WHAT THE TASK ASKS: Those lines of the records that contain "PixelSurface" are to be located and copied.

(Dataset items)
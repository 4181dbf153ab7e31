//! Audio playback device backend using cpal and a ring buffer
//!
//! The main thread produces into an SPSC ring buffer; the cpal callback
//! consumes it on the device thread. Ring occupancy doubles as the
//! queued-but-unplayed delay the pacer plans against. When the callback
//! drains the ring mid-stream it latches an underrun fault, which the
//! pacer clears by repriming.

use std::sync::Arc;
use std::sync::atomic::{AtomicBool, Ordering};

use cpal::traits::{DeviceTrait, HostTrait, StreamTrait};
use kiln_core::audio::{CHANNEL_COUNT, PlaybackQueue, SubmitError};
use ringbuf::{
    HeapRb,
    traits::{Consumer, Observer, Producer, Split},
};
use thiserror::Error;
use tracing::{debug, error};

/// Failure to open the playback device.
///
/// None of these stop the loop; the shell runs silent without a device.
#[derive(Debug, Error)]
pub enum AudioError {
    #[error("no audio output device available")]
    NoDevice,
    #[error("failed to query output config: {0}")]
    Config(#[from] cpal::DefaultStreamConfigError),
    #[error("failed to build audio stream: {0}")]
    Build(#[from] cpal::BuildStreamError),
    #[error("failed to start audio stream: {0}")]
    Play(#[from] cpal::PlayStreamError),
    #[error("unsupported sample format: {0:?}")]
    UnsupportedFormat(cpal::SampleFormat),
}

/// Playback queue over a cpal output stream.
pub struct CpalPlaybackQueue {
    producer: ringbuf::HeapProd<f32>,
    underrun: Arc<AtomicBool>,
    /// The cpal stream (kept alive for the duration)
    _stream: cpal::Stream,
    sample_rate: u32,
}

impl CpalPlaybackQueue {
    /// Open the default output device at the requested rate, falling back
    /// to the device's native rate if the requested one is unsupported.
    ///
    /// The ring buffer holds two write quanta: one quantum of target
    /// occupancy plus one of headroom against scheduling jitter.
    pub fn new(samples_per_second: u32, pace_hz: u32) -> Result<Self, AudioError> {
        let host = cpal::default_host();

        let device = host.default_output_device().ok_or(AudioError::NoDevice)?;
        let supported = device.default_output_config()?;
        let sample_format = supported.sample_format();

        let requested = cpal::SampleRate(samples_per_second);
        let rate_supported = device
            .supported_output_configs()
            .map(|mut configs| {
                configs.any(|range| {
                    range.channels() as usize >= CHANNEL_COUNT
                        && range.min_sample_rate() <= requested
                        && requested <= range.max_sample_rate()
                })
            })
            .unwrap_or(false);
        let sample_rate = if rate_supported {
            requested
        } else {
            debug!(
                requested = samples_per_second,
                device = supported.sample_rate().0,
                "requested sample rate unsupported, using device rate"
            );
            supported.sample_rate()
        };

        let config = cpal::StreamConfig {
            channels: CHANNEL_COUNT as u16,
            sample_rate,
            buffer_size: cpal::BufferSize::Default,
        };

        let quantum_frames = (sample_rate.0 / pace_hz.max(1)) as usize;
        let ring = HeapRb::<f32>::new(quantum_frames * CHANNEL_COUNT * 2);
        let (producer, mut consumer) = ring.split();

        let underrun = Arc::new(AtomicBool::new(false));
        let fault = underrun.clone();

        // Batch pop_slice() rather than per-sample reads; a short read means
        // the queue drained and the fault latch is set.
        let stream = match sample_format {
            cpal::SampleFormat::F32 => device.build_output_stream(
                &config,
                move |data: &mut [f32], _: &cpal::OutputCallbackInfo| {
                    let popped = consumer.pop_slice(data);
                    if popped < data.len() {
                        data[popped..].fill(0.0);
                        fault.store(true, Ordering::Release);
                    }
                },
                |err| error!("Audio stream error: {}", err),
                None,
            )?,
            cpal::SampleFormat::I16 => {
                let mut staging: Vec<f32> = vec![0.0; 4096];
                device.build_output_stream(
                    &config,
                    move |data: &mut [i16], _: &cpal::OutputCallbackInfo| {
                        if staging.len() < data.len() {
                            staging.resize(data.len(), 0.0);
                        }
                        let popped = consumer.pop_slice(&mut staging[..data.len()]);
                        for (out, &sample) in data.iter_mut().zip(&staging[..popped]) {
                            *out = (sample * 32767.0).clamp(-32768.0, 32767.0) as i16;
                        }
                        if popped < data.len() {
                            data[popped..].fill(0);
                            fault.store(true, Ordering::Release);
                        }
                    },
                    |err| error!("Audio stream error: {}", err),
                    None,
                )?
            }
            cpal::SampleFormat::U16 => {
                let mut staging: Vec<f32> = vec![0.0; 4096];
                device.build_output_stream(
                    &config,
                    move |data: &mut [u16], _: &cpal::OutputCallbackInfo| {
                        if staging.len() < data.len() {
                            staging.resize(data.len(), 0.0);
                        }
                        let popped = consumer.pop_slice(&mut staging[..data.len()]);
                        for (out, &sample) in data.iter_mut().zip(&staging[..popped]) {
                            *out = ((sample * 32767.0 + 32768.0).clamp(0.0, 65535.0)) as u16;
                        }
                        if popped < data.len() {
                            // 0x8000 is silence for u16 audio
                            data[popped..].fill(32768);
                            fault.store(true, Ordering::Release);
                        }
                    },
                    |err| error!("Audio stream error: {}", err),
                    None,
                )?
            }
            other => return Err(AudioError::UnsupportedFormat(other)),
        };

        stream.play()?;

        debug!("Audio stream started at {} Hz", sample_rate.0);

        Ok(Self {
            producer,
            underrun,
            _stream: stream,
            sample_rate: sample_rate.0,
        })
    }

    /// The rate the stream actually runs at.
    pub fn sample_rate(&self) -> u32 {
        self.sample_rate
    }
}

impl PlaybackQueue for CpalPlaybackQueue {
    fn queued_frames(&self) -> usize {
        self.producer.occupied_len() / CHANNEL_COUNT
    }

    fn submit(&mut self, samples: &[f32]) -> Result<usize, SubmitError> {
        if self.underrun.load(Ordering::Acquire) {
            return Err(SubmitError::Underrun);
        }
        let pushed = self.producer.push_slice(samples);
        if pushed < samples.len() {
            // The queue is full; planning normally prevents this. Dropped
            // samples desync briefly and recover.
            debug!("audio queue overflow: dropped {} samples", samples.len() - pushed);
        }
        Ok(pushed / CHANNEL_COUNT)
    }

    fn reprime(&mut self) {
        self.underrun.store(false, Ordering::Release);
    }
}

...

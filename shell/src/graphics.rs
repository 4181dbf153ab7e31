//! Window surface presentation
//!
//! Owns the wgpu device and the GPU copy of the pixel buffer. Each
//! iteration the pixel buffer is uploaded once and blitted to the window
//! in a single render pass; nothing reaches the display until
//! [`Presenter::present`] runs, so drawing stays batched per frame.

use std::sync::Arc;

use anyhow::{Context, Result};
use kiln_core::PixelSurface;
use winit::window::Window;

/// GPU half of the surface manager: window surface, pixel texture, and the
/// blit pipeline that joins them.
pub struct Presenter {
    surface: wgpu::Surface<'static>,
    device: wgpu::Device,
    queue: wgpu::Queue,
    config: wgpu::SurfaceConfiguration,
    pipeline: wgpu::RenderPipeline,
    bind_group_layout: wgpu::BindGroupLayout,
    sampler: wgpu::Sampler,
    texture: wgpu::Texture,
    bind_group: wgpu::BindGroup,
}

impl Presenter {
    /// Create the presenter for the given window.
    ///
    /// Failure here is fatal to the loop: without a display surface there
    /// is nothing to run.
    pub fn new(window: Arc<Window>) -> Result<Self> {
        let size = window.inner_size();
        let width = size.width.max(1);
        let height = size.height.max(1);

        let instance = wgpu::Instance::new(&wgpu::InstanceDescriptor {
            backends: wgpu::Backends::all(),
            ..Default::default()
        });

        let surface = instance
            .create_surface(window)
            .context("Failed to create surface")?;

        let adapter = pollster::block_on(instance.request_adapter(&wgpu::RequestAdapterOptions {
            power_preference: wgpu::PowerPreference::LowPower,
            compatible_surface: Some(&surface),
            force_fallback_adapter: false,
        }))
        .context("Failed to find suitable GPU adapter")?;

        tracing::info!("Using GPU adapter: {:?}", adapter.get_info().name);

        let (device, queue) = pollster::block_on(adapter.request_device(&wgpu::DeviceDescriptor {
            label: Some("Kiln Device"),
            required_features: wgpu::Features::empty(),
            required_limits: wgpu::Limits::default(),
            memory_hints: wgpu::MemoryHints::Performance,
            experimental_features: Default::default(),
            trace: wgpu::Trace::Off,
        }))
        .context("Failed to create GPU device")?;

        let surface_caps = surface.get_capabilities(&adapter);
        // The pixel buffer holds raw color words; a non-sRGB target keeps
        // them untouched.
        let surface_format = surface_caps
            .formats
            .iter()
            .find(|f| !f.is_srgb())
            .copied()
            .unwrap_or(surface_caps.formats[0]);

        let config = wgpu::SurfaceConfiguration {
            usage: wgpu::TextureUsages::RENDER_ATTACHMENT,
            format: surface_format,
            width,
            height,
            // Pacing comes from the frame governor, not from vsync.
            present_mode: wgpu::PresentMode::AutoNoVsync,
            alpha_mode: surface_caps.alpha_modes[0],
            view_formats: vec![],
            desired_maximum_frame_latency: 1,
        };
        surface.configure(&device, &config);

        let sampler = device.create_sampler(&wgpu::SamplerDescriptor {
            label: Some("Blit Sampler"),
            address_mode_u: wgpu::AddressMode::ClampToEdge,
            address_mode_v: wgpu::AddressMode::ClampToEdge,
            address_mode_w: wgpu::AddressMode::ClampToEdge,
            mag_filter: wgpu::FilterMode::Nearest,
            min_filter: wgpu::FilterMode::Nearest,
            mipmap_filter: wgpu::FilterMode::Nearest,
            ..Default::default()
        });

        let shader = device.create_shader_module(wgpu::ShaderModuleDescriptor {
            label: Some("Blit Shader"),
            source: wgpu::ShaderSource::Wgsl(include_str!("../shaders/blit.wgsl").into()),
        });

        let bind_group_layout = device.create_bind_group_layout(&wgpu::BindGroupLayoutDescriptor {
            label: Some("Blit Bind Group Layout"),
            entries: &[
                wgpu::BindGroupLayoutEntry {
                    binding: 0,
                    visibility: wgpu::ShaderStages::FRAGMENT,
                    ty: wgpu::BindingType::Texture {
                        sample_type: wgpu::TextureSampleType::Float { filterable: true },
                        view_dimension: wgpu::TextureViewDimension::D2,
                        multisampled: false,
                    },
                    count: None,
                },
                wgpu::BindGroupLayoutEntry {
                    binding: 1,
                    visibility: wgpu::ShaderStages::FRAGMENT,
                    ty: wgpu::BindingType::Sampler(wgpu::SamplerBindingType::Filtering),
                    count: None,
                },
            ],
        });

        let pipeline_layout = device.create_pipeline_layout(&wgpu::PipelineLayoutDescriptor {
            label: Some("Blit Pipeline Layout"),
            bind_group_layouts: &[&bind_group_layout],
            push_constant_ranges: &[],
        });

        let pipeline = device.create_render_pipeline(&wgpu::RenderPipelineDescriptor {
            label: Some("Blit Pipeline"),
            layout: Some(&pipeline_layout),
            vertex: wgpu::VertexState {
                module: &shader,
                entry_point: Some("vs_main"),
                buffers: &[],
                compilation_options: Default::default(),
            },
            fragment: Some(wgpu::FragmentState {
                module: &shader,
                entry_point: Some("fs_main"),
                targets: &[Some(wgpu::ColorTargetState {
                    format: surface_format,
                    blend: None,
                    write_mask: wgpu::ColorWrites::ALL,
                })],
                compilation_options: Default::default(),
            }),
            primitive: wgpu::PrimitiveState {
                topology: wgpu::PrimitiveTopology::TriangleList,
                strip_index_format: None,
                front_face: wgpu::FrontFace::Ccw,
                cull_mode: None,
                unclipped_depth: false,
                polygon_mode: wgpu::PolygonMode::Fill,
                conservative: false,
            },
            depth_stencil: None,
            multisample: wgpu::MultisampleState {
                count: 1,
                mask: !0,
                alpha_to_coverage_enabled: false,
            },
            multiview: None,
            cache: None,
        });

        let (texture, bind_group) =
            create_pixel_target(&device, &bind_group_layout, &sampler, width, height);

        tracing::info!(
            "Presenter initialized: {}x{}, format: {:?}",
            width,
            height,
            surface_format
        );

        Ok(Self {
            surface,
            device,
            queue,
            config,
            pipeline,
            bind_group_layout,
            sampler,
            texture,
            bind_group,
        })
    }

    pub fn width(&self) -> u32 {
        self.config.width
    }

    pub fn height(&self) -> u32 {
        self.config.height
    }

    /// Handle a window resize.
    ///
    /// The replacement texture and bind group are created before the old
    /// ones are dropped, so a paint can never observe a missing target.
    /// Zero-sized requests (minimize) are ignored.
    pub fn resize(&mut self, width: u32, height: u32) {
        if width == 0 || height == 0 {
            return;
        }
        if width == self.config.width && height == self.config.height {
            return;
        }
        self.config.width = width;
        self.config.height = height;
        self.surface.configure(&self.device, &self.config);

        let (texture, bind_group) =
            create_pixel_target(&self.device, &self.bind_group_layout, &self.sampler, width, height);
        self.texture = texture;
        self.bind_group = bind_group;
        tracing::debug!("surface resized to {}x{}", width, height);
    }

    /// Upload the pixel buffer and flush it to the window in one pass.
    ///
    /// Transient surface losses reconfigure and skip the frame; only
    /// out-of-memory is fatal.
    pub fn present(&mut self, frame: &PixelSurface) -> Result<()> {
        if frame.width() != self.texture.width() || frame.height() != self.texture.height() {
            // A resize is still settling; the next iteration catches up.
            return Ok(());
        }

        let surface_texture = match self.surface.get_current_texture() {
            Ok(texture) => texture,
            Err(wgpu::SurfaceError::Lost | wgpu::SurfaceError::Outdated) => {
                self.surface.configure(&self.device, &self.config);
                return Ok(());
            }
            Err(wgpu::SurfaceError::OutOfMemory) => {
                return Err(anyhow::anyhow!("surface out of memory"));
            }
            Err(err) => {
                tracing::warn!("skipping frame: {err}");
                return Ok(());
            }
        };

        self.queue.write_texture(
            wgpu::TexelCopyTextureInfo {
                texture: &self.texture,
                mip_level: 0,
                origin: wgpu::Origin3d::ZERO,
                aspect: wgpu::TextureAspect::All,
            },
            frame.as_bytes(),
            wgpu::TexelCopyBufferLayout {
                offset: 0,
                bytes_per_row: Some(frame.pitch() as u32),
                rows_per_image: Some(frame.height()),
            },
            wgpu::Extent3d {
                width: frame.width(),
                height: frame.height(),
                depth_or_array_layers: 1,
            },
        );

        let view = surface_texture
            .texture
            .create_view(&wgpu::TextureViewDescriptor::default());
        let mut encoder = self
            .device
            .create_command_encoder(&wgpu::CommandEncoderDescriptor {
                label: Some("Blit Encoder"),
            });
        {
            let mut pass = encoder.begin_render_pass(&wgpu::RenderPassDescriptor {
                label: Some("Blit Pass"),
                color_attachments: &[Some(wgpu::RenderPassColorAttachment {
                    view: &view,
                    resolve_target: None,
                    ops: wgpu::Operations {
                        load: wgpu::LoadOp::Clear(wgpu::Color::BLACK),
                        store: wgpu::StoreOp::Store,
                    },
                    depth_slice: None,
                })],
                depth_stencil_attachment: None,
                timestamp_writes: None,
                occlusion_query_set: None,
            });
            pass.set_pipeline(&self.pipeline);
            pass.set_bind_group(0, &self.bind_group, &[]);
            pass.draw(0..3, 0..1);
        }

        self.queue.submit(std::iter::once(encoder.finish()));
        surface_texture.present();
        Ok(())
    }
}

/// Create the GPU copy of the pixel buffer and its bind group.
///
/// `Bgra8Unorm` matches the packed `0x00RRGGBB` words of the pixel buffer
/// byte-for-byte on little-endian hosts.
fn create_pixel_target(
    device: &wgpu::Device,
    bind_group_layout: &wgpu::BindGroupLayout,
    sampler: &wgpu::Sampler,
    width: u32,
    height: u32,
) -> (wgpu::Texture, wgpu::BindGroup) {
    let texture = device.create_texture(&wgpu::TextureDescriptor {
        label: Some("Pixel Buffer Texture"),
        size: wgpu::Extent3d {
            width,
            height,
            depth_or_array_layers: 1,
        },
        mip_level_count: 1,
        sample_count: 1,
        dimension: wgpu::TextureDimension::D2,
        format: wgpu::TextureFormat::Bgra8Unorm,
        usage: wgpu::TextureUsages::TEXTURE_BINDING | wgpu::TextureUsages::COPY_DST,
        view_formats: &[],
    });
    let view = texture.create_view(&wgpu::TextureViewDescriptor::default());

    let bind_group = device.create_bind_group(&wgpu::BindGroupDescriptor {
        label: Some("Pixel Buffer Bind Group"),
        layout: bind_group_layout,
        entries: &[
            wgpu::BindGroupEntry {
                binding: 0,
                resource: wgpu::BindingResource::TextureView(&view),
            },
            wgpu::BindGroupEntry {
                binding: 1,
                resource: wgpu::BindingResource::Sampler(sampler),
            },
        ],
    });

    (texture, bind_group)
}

EXERCISE OUTPUT:
use kiln_core::PixelSurface;
    pub fn present(&mut self, frame: &PixelSurface) -> Result<()> {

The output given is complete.